Published in final edited form as:
PMCID: PMC2807667

Long term potentiation depends on release of D-serine from astrocytes


Long-term potentiation (LTP) of synaptic transmission provides an experimental model for studying mechanisms of memory1. The classical form of LTP relies on N-methyl-D-aspartate receptors (NMDARs), and it has emerged that astroglia can regulate their activation through Ca2+-dependent release of the NMDAR co-agonist D-serine2-4. Release of D-serine from glia enables LTP in cultures5 and explains a correlation between glial coverage of synapses and LTP in the supraoptic nucleus4. However, Ca2+ elevations in astroglia can also release other signalling molecules, most prominently glutamate6-8, Adenosine-5′-triphosphate9, and Tumor-Necrosis-Factor-α10,11 whereas neurons themselves can synthesise and supply D-serine12,13. Furthermore, loading an astrocyte with exogenous Ca2+ buffers does not suppress LTP in hippocampal area CA114-16, and the physiological relevance of experiments in cultures or strong exogenous stimuli applied to astrocytes has been questioned17,18. The involvement of glia in LTP induction thus remains controversial.

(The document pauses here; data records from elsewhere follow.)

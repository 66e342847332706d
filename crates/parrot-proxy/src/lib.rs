//! Parrot: an HTTP intercepting proxy with request/response filters, a
//! polymorphic body matcher and a verifiable log of everything proxied.

pub mod codec;
pub mod config;
pub mod control;
pub mod error;
pub mod filters;
pub mod metrics;
pub mod model;
pub mod predicate;
pub mod proxy;
pub mod recording;

pub use error::{ProxyError, Result};
//! One proxy cycle: control dispatch, filters, forwarding and logging.

use super::client::OutboundClient;
use crate::codec::http::{decode_request, encode_response};
use crate::control::{handle_control, text_response, ControlRoute};
use crate::error::Result;
use crate::filters::Filters;
use crate::metrics;
use crate::model::{HttpRequest, HttpResponse, OutboundHttpRequest};
use crate::recording::RequestLog;
use bytes::Bytes;
use http_body_util::{BodyExt, Full};
use hyper::body::Incoming;
use hyper::{Request, Response, StatusCode};
use std::convert::Infallible;
use std::sync::Arc;
use std::time::Instant;
use tracing::{debug, error};

/// Shared state of every connection on one listener.
pub struct ProxyHandler {
    log: Arc<RequestLog>,
    filters: Arc<Filters>,
    client: Arc<dyn OutboundClient>,
}

impl ProxyHandler {
    pub fn new(
        log: Arc<RequestLog>,
        filters: Arc<Filters>,
        client: Arc<dyn OutboundClient>,
    ) -> Self {
        Self { log, filters, client }
    }

    pub fn log(&self) -> &Arc<RequestLog> {
        &self.log
    }

    /// hyper service entry point. Never fails: every error becomes a response.
    pub async fn handle(
        &self,
        req: Request<Incoming>,
        secure: bool,
    ) -> std::result::Result<Response<Full<Bytes>>, Infallible> {
        let (parts, body) = req.into_parts();
        let bytes = match body.collect().await {
            Ok(collected) => collected.to_bytes(),
            Err(e) => {
                error!("Failed to read body of {} {}: {}", parts.method, parts.uri, e);
                return Ok(text_response(StatusCode::BAD_REQUEST, "Failed to read request body"));
            }
        };

        if let Some(route) = ControlRoute::parse(&parts.method, parts.uri.path()) {
            return Ok(handle_control(route, parts.uri.query(), &bytes, &self.log));
        }

        let request = decode_request(&parts, &bytes, secure);
        let method = request.method_str().to_string();
        let response = match self.proxy(request).await {
            Ok(response) => encode_response(&response),
            Err(e) => text_response(e.status_code(), e.to_string()),
        };
        metrics::record_request(&method, response.status().as_u16());
        Ok(response)
    }

    /// Run a decoded request through the filters and the upstream.
    ///
    /// A request dropped by a request filter is answered with 404 and still
    /// logged, as received. A request that cannot be forwarded is an error
    /// and is not logged.
    pub async fn proxy(&self, request: HttpRequest) -> Result<HttpResponse> {
        debug!("Received request: {} {}", request.method_str(), request.path_str());

        let Some(filtered) = self.filters.apply_on_request_filters(request.clone()) else {
            metrics::record_short_circuit();
            let response = HttpResponse::not_found();
            self.log.add(request, response.clone());
            return Ok(response);
        };

        let outbound = OutboundHttpRequest::from_request(filtered).map_err(|e| {
            error!("Cannot forward {} {}: {}", request.method_str(), request.path_str(), e);
            e
        })?;

        let start = Instant::now();
        let upstream = self.client.send(&outbound).await.map_err(|e| {
            error!("Failed to forward request to upstream: {}", e);
            e
        })?;
        metrics::record_upstream_duration(
            outbound.request.method_str(),
            upstream.status(),
            start.elapsed().as_secs_f64() * 1000.0,
        );

        let response = self.filters.apply_on_response_filters(&outbound.request, upstream);
        self.log.add(outbound.request, response.clone());
        Ok(response)
    }
}
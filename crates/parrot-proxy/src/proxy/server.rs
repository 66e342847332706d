//! Listeners: the proxy/control listener and the metrics listener.

use super::handler::ProxyHandler;
use crate::control::{build_response_with_headers, status_response};
use crate::metrics::collect_metrics;
use hyper::server::conn::http1;
use hyper::service::service_fn;
use hyper::{Method, StatusCode};
use hyper_util::rt::TokioIo;
use std::convert::Infallible;
use std::future::Future;
use std::net::SocketAddr;
use std::sync::Arc;
use tokio::net::TcpListener;
use tracing::{debug, info};

/// Accepts plaintext HTTP/1.1 connections and runs every request through a
/// [`ProxyHandler`].
pub struct ProxyServer {
    listener: TcpListener,
    handler: Arc<ProxyHandler>,
}

impl ProxyServer {
    /// Bind the listener. Port 0 picks a free port; see [`Self::local_addr`].
    pub async fn bind(addr: SocketAddr, handler: Arc<ProxyHandler>) -> Result<Self, anyhow::Error> {
        let listener = TcpListener::bind(addr).await?;
        Ok(Self { listener, handler })
    }

    pub fn local_addr(&self) -> Result<SocketAddr, anyhow::Error> {
        Ok(self.listener.local_addr()?)
    }

    pub async fn run(self) -> Result<(), anyhow::Error> {
        self.run_until(std::future::pending()).await
    }

    /// Serve until `shutdown` resolves. Connections already accepted finish
    /// on their own tasks.
    pub async fn run_until(self, shutdown: impl Future<Output = ()>) -> Result<(), anyhow::Error> {
        info!("Parrot proxy listening on http://{}", self.local_addr()?);
        tokio::pin!(shutdown);

        loop {
            let (stream, remote_addr) = tokio::select! {
                accepted = self.listener.accept() => accepted?,
                () = &mut shutdown => {
                    info!("Proxy listener shutting down");
                    return Ok(());
                }
            };
            let io = TokioIo::new(stream);
            let handler = Arc::clone(&self.handler);

            tokio::spawn(async move {
                let service = service_fn(move |req| {
                    let handler = Arc::clone(&handler);
                    async move { handler.handle(req, false).await }
                });

                if let Err(err) = http1::Builder::new().serve_connection(io, service).await {
                    debug!("Error serving connection from {}: {}", remote_addr, err);
                }
            });
        }
    }
}

/// Serves Prometheus text on `GET /metrics`.
pub struct MetricsServer {
    listener: TcpListener,
}

impl MetricsServer {
    pub async fn bind(addr: SocketAddr) -> Result<Self, anyhow::Error> {
        Ok(Self {
            listener: TcpListener::bind(addr).await?,
        })
    }

    pub fn local_addr(&self) -> Result<SocketAddr, anyhow::Error> {
        Ok(self.listener.local_addr()?)
    }

    pub async fn run(self) -> Result<(), anyhow::Error> {
        info!("Metrics listening on http://{}/metrics", self.local_addr()?);
        loop {
            let (stream, _) = self.listener.accept().await?;
            let io = TokioIo::new(stream);

            tokio::spawn(async move {
                let service = service_fn(|req: hyper::Request<hyper::body::Incoming>| async move {
                    let is_metrics =
                        *req.method() == Method::GET && req.uri().path() == "/metrics";
                    let response = if is_metrics {
                        build_response_with_headers(
                            StatusCode::OK,
                            [("Content-Type", "text/plain; version=0.0.4")],
                            collect_metrics(),
                        )
                    } else {
                        status_response(StatusCode::NOT_FOUND)
                    };
                    Ok::<_, Infallible>(response)
                });

                if let Err(e) = http1::Builder::new().serve_connection(io, service).await {
                    debug!("Metrics connection error: {}", e);
                }
            });
        }
    }
}
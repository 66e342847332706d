//! Renderers for `/dumpToLog`.

use crate::model::{
    Body, BodyContent, Cookie, HttpRequest, HttpResponse, KeyToMultiValue, MatchType,
    NottableString,
};
use base64::Engine;
use serde_json::json;
use std::fmt::Write;
use std::str::FromStr;

/// Output format selected by the `type` query parameter.
#[derive(Debug, Clone, Copy, PartialEq, Eq, Default)]
pub enum DumpFormat {
    /// Java client code that recreates the exchange as an expectation.
    Java,
    #[default]
    Json,
}

impl FromStr for DumpFormat {
    type Err = std::convert::Infallible;

    /// Only `java` selects Java; anything else is JSON.
    fn from_str(s: &str) -> Result<Self, Self::Err> {
        Ok(if s.eq_ignore_ascii_case("java") {
            DumpFormat::Java
        } else {
            DumpFormat::Json
        })
    }
}

pub fn render(format: DumpFormat, request: &HttpRequest, response: &HttpResponse) -> String {
    match format {
        DumpFormat::Java => render_java(request, response),
        DumpFormat::Json => render_json(request, response),
    }
}

pub fn render_json(request: &HttpRequest, response: &HttpResponse) -> String {
    let entry = json!({ "httpRequest": request, "httpResponse": response });
    serde_json::to_string_pretty(&entry).unwrap_or_else(|_| entry.to_string())
}

const INDENT: &str = "        ";

pub fn render_java(request: &HttpRequest, response: &HttpResponse) -> String {
    let mut out = String::from("new MockServerClient(\"localhost\", 1080)\n");
    out.push_str(INDENT);
    out.push_str(".when(\n");
    java_request(&mut out, request, 2);
    out.push_str(",\n");
    line(&mut out, 2, "Times.once()");
    out.push('\n');
    out.push_str(INDENT);
    out.push_str(")\n");
    out.push_str(INDENT);
    out.push_str(".respond(\n");
    java_response(&mut out, response, 2);
    out.push('\n');
    out.push_str(INDENT);
    out.push_str(");");
    out
}

fn line(out: &mut String, depth: usize, text: &str) {
    for _ in 0..depth {
        out.push_str(INDENT);
    }
    out.push_str(text);
}

fn java_request(out: &mut String, request: &HttpRequest, depth: usize) {
    line(out, depth, "request()");
    if !request.method.is_unset() {
        call(out, depth + 1, "withMethod", &nottable(&request.method));
    }
    if !request.path.is_unset() {
        call(out, depth + 1, "withPath", &nottable(&request.path));
    }
    entries(
        out,
        depth + 1,
        "withQueryStringParameters",
        "Parameter",
        &request.query_string_parameters,
    );
    entries(out, depth + 1, "withHeaders", "Header", &request.headers);
    cookies(out, depth + 1, &request.cookies);
    if let Some(secure) = request.secure {
        call(out, depth + 1, "withSecure", &secure.to_string());
    }
    if let Some(keep_alive) = request.keep_alive {
        call(out, depth + 1, "withKeepAlive", &keep_alive.to_string());
    }
    if let Some(body) = &request.body {
        call(out, depth + 1, "withBody", &java_body(body));
    }
}

fn java_response(out: &mut String, response: &HttpResponse, depth: usize) {
    line(out, depth, "response()");
    call(out, depth + 1, "withStatusCode", &response.status().to_string());
    entries(out, depth + 1, "withHeaders", "Header", &response.headers);
    cookies(out, depth + 1, &response.cookies);
    if let Some(body) = &response.body {
        call(out, depth + 1, "withBody", &java_body(body));
    }
}

fn call(out: &mut String, depth: usize, method: &str, argument: &str) {
    out.push('\n');
    line(out, depth, &format!(".{method}({argument})"));
}

fn entries(out: &mut String, depth: usize, method: &str, class: &str, entries: &[KeyToMultiValue]) {
    if entries.is_empty() {
        return;
    }
    let rendered: Vec<String> = entries
        .iter()
        .map(|entry| {
            let mut arguments = vec![nottable(&entry.name)];
            arguments.extend(entry.values.iter().map(nottable));
            format!("new {class}({})", arguments.join(", "))
        })
        .collect();
    list_call(out, depth, method, &rendered);
}

fn cookies(out: &mut String, depth: usize, cookies: &[Cookie]) {
    if cookies.is_empty() {
        return;
    }
    let rendered: Vec<String> = cookies
        .iter()
        .map(|cookie| {
            format!(
                "new Cookie({}, {})",
                nottable(&cookie.name),
                nottable(&cookie.value)
            )
        })
        .collect();
    list_call(out, depth, "withCookies", &rendered);
}

fn list_call(out: &mut String, depth: usize, method: &str, items: &[String]) {
    out.push('\n');
    line(out, depth, &format!(".{method}(\n"));
    for (index, item) in items.iter().enumerate() {
        line(out, depth + 1, item);
        if index + 1 < items.len() {
            out.push(',');
        }
        out.push('\n');
    }
    line(out, depth, ")");
}

fn java_body(body: &Body) -> String {
    let rendered = match body.content() {
        BodyContent::String { value, .. } => format!("new StringBody({})", java_string(value)),
        BodyContent::Binary(bytes) => format!(
            "new BinaryBody(DatatypeConverter.parseBase64Binary({}))",
            java_string(&base64::engine::general_purpose::STANDARD.encode(bytes))
        ),
        BodyContent::Json { value, match_type } => match match_type {
            MatchType::Strict => format!("new JsonBody({}, MatchType.STRICT)", java_string(value)),
            MatchType::OnlyMatchingFields => format!("new JsonBody({})", java_string(value)),
        },
        BodyContent::JsonSchema(value) => format!("new JsonSchemaBody({})", java_string(value)),
        BodyContent::Xml(value) => format!("new XmlBody({})", java_string(value)),
        BodyContent::XPath(value) => format!("new XPathBody({})", java_string(value)),
        BodyContent::Regex(value) => format!("new RegexBody({})", java_string(value)),
        BodyContent::Parameters(parameters) => {
            let rendered: Vec<String> = parameters
                .iter()
                .map(|parameter| {
                    let mut arguments = vec![nottable(&parameter.name)];
                    arguments.extend(parameter.values.iter().map(nottable));
                    format!("new Parameter({})", arguments.join(", "))
                })
                .collect();
            format!("new ParameterBody({})", rendered.join(", "))
        }
    };
    if body.is_not() {
        format!("Not.not({rendered})")
    } else {
        rendered
    }
}

fn nottable(value: &NottableString) -> String {
    let literal = java_string(value.value().unwrap_or(""));
    if value.is_not() {
        format!("not({literal})")
    } else {
        literal
    }
}

fn java_string(value: &str) -> String {
    let mut out = String::with_capacity(value.len() + 2);
    out.push('"');
    for c in value.chars() {
        match c {
            '"' => out.push_str("\\\""),
            '\\' => out.push_str("\\\\"),
            '\n' => out.push_str("\\n"),
            '\r' => out.push_str("\\r"),
            '\t' => out.push_str("\\t"),
            c if c.is_control() => {
                let _ = write!(out, "\\u{:04x}", c as u32);
            }
            c => out.push(c),
        }
    }
    out.push('"');
    out
}

#[cfg(test)]
mod tests {
    use super::*;

    fn exchange() -> (HttpRequest, HttpResponse) {
        let request = HttpRequest::new()
            .with_method("POST")
            .with_path("/orders")
            .with_header("Host", "example.com")
            .with_cookie("session", "abc")
            .with_body(Body::json(r#"{"id": 1}"#));
        let response = HttpResponse::new()
            .with_status_code(201)
            .with_header("Location", "/orders/1")
            .with_body(Body::string("created \"ok\""));
        (request, response)
    }

    #[test]
    fn test_format_from_query_value() {
        assert_eq!("java".parse::<DumpFormat>().unwrap(), DumpFormat::Java);
        assert_eq!("JAVA".parse::<DumpFormat>().unwrap(), DumpFormat::Java);
        assert_eq!("json".parse::<DumpFormat>().unwrap(), DumpFormat::Json);
        assert_eq!("xml".parse::<DumpFormat>().unwrap(), DumpFormat::Json);
    }

    #[test]
    fn test_render_json() {
        let (request, response) = exchange();
        let rendered = render(DumpFormat::Json, &request, &response);
        let value: serde_json::Value = serde_json::from_str(&rendered).unwrap();
        assert_eq!(value["httpRequest"]["path"], "/orders");
        assert_eq!(value["httpResponse"]["statusCode"], 201);
    }

    #[test]
    fn test_render_java() {
        let (request, response) = exchange();
        let rendered = render(DumpFormat::Java, &request, &response);
        assert!(rendered.starts_with("new MockServerClient(\"localhost\", 1080)"));
        assert!(rendered.contains(".withMethod(\"POST\")"));
        assert!(rendered.contains(".withPath(\"/orders\")"));
        assert!(rendered.contains("new Header(\"Host\", \"example.com\")"));
        assert!(rendered.contains("new Cookie(\"session\", \"abc\")"));
        assert!(rendered.contains(r#"new JsonBody("{\"id\": 1}")"#));
        assert!(rendered.contains(".withStatusCode(201)"));
        assert!(rendered.contains(r#"new StringBody("created \"ok\"")"#));
        assert!(rendered.ends_with(");"));
    }

    #[test]
    fn test_render_java_negation() {
        let request = HttpRequest::new()
            .with_path(NottableString::not("/health"))
            .with_body(Body::regex("a.*").negated());
        let rendered = render_java(&request, &HttpResponse::not_found());
        assert!(rendered.contains(".withPath(not(\"/health\"))"));
        assert!(rendered.contains("Not.not(new RegexBody(\"a.*\"))"));
        assert!(rendered.contains(".withStatusCode(404)"));
    }

    #[test]
    fn test_java_string_escaping() {
        assert_eq!(java_string("a\"b\\c\nd"), r#""a\"b\\c\nd""#);
    }
}
//! HTTP message model shared by the codec, the matchers and the request log.
//!
//! # Module Structure
//!
//! - `nottable` - strings with a negation flag
//! - `key_values` - headers, parameters and cookies
//! - `body` - the body variants and their wire format
//! - `request` / `response` - HTTP messages
//! - `outbound` - requests addressed to an upstream
//! - `verification` - count and sequence verifications

pub mod body;
pub mod key_values;
pub mod nottable;
pub mod outbound;
pub mod request;
pub mod response;
pub mod verification;

pub use body::{Body, BodyContent, BodyType, MatchType};
pub use key_values::{Cookie, Header, KeyToMultiValue, Parameter};
pub use nottable::NottableString;
pub use outbound::OutboundHttpRequest;
pub use request::HttpRequest;
pub use response::HttpResponse;
pub use verification::{Verification, VerificationSequence, VerificationTimes};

Here we show that clamping internal Ca2+ in individual CA1 astrocytes blocks LTP induction at nearby excitatory synapses by reducing the occupancy of the NMDAR co-agonist sites. This LTP blockade can be reversed by exogenous D-serine or glycine whereas depletion of D-serine or disruption of exocytosis in an individual astrocyte blocks local LTP. We thus demonstrate that Ca2+-dependent release of D-serine from an astrocyte controls NMDAR-dependent plasticity in many thousands of excitatory synapses occurring nearby.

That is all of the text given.